Rapid Surveillance Study to Evaluate the Safety of Respiratory Syncytial Virus Vaccine (Abrysvo™) Exposure During Pregnancy in the United States

May 26, 2025
Authors:

MacDonald SC, Gandhi S, Adimadhyam S, Albert S, Anastasiou O, Andrade SE, Back S, Cosgrove A, Djibo DA, Koram N, Kuntz JL, Lino M, Love S, McElroy NP, McMahillWalraven CN, Michnick AI, Palmsten K, Petrone A, Platt R, Round KE, Rubino H, Wentz A, Zhang F, Maro JC

Capability:
Pregnancy & Mother-Infant Linked Studies
Multi-Site Methods & Coordination
Expertise:
Regulatory Research & Support
RWE Research & Consulting

Presented at the 43rd Annual Meeting of European Society for Pediatric Infectious Diseases (ESPID)

Background: ABRYSVO™ is a maternal vaccine to prevent infant RSV-associated lower respiratory tract illness. A rapid cycle analysis (RCA) is ongoing to conduct early detection of safety signals (EUPAS1000000115). Cumulative data through the second of five planned hypothesis tests are presented.

Objective: To rapidly monitor incidence proportions of 10 prespecified safety outcomes following ABRYSVO and comparator maternal vaccination using US administrative claims data.

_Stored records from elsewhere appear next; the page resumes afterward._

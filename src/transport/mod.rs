//! # Transport Layer
//!
//! Tokio UDP front ends and the reply cache they serve from.
//!
//! ## Components
//! - **UDP**: `QueryServer`, `QueryClient` and the socket-free `QueryService`
//! - **Reply cache**: per-kind TTL cache of built reply frames

pub mod reply_cache;
pub mod udp;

Methods: Pregnancies vaccinated at 32-36 weeks' gestation with ABRYSVO (exposure) or influenza/Tdap/COVID-19 (comparator) were identified from September 2018-January 2023 (historical comparator) and September 2023-February 2024 (exposure, concurrent comparator). Outcome incidence was assessed using maximized Sequential Probability Ratio Tests, and included preterm birth, hypertensive disorders of pregnancy [HDP], stillbirth, premature labor without preterm delivery, premature rupture of membranes [PROM], preterm PROM; Guillain-Barré syndrome, small for gestational age, large for gestational age, and low birth weight. Potential confounding variables were maternal age, season, gestational age at vaccination, and evidence of high-risk for prematurity.

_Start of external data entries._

impl Message {
    /// Default info request
    pub fn info_request() -> Self {
        Message::A2sInfo(A2sInfo::default())
    }

    pub fn player_request() -> Self {
        Message::A2sPlayer(SimpleCommand::default())
    }

    pub fn rules_request() -> Self {
        Message::A2sRules(SimpleCommand::default())
    }

    pub fn player_ex_request() -> Self {
        Message::A2sPlayerEx(SimpleCommand::default())
    }

    pub fn challenge_reply(challenge: i32) -> Self {
        Message::S2cChallenge(S2cChallenge { challenge })
    }

    /// First byte on the wire
    pub fn header(&self) -> u8 {
        match self {
            Message::A2sInfo(_) => A2S_INFO_HEADER,
            Message::S2aInfo(_) => S2A_INFO_HEADER,
            Message::A2sPlayer(_) => A2S_PLAYER_HEADER,
            Message::S2aPlayer(_) => S2A_PLAYER_HEADER,
            Message::A2sRules(_) => A2S_RULES_HEADER,
            Message::S2aRules(_) => S2A_RULES_HEADER,
            Message::S2cChallenge(_) => S2C_CHALLENGE_HEADER,
            Message::A2sPlayerEx(_) => A2S_PLAYER_EX_HEADER,
            Message::S2aPlayerEx(_) => S2A_PLAYER_EX_HEADER,
            Message::Custom(custom) => custom.header(),
        }
    }

    /// Human readable kind, used in logs
    pub fn kind_name(&self) -> &'static str {
        match self {
            Message::A2sInfo(_) => "A2S_INFO",
            Message::S2aInfo(_) => "S2A_INFO",
            Message::A2sPlayer(_) => "A2S_PLAYER",
            Message::S2aPlayer(_) => "S2A_PLAYER",
            Message::A2sRules(_) => "A2S_RULES",
            Message::S2aRules(_) => "S2A_RULES",
            Message::S2cChallenge(_) => "S2C_CHALLENGE",
            Message::A2sPlayerEx(_) => "A2S_PLAYER_EX",
            Message::S2aPlayerEx(_) => "S2A_PLAYER_EX",
            Message::Custom(CustomMessage::Command { .. }) => "CUSTOM_COMMAND",
            Message::Custom(CustomMessage::Reply { .. }) => "CUSTOM_REPLY",
        }
    }

    /// Whether this is a request that carries a challenge
    pub fn is_command(&self) -> bool {
        matches!(
            self,
            Message::A2sInfo(_)
                | Message::A2sPlayer(_)
                | Message::A2sRules(_)
                | Message::A2sPlayerEx(_)
                | Message::Custom(CustomMessage::Command { .. })
        )
    }

    /// The challenge of a command, `None` when absent or not a command
    pub fn challenge(&self) -> Option<i32> {
        match self {
            Message::A2sInfo(info) => info.challenge,
            Message::A2sPlayer(cmd) | Message::A2sRules(cmd) | Message::A2sPlayerEx(cmd) => {
                cmd.challenge
            }
            Message::Custom(CustomMessage::Command { challenge, .. }) => *challenge,
            _ => None,
        }
    }

    /// Stamp a challenge onto a command. Returns `false` for non-commands.
    pub fn set_challenge(&mut self, value: Option<i32>) -> bool {
        let slot = match self {
            Message::A2sInfo(info) => &mut info.challenge,
            Message::A2sPlayer(cmd) | Message::A2sRules(cmd) | Message::A2sPlayerEx(cmd) => {
                &mut cmd.challenge
            }
            Message::Custom(CustomMessage::Command { challenge, .. }) => challenge,
            _ => return false,
        };
        *slot = value;
        true
    }

    /// Decode one of the built-in kinds (extensions excluded)
    ///
    /// # Errors
    /// `NotIdentified` when the header is not a built-in kind, `WrongHeader` when the body
    /// is truncated.
    pub fn decode_builtin(bytes: &[u8]) -> Result<Self> {
        let (&header, body) = bytes.split_first().ok_or(ProtocolError::NotIdentified)?;
        let mut reader = WireReader::new(body);
        Ok(match header {
            A2S_INFO_HEADER => Message::A2sInfo(A2sInfo::decode(&mut reader)?),
            S2A_INFO_HEADER => Message::S2aInfo(S2aInfo::decode(&mut reader)?),
            A2S_PLAYER_HEADER => Message::A2sPlayer(SimpleCommand::decode(&mut reader)?),
            S2A_PLAYER_HEADER => Message::S2aPlayer(S2aPlayer::decode(&mut reader)?),
            A2S_RULES_HEADER => Message::A2sRules(SimpleCommand::decode(&mut reader)?),
            S2A_RULES_HEADER => Message::S2aRules(S2aRules::decode(&mut reader)?),
            S2C_CHALLENGE_HEADER => Message::S2cChallenge(S2cChallenge {
                challenge: reader.read_i32()?,
            }),
            _ => return Err(ProtocolError::NotIdentified),
        })
    }

    /// Whether `bytes` starts with a built-in header
    pub fn identify_builtin(bytes: &[u8]) -> bool {
        matches!(
            bytes.first(),
            Some(
                &A2S_INFO_HEADER
                    | &S2A_INFO_HEADER
                    | &A2S_PLAYER_HEADER
                    | &S2A_PLAYER_HEADER
                    | &A2S_RULES_HEADER
                    | &S2A_RULES_HEADER
                    | &S2C_CHALLENGE_HEADER
            )
        )
    }
}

Results: Historical Comparison: 5,027 ABRYSVO-exposed and 143,459 comparator pregnancies were observed. Only PROM (crude incidence proportion [IP] 13.4% [95% CI: 12.4-14.3%] vs. 12.5% [12.4-12.7%]) and HDP (without secular trend adjustment) (crude IP 17.4% [16.4-18.5%] vs. 13.4% [13.2-13.6%]) met the criteria to reject the null hypothesis of no excess risk.

Concurrent Comparison: 5,028 ABRYSVO-exposed and 6,528 concurrent comparator pregnancies were observed. Only HDP (17.4% [16.4-18.5%] vs. 15.7% [14.8-16.6%]) met the criteria to reject the null hypothesis of no excess risk.

Monitoring is ongoing for all remaining outcomes that have not reached statistical stopping points.

Conclusions: Further investigation is needed to explore a potential increased risk of PROM and HDP following ABRYSVO exposure. RCAs, while allowing for rapid safety monitoring, have limited confounding control and therefore cannot demonstrate causality.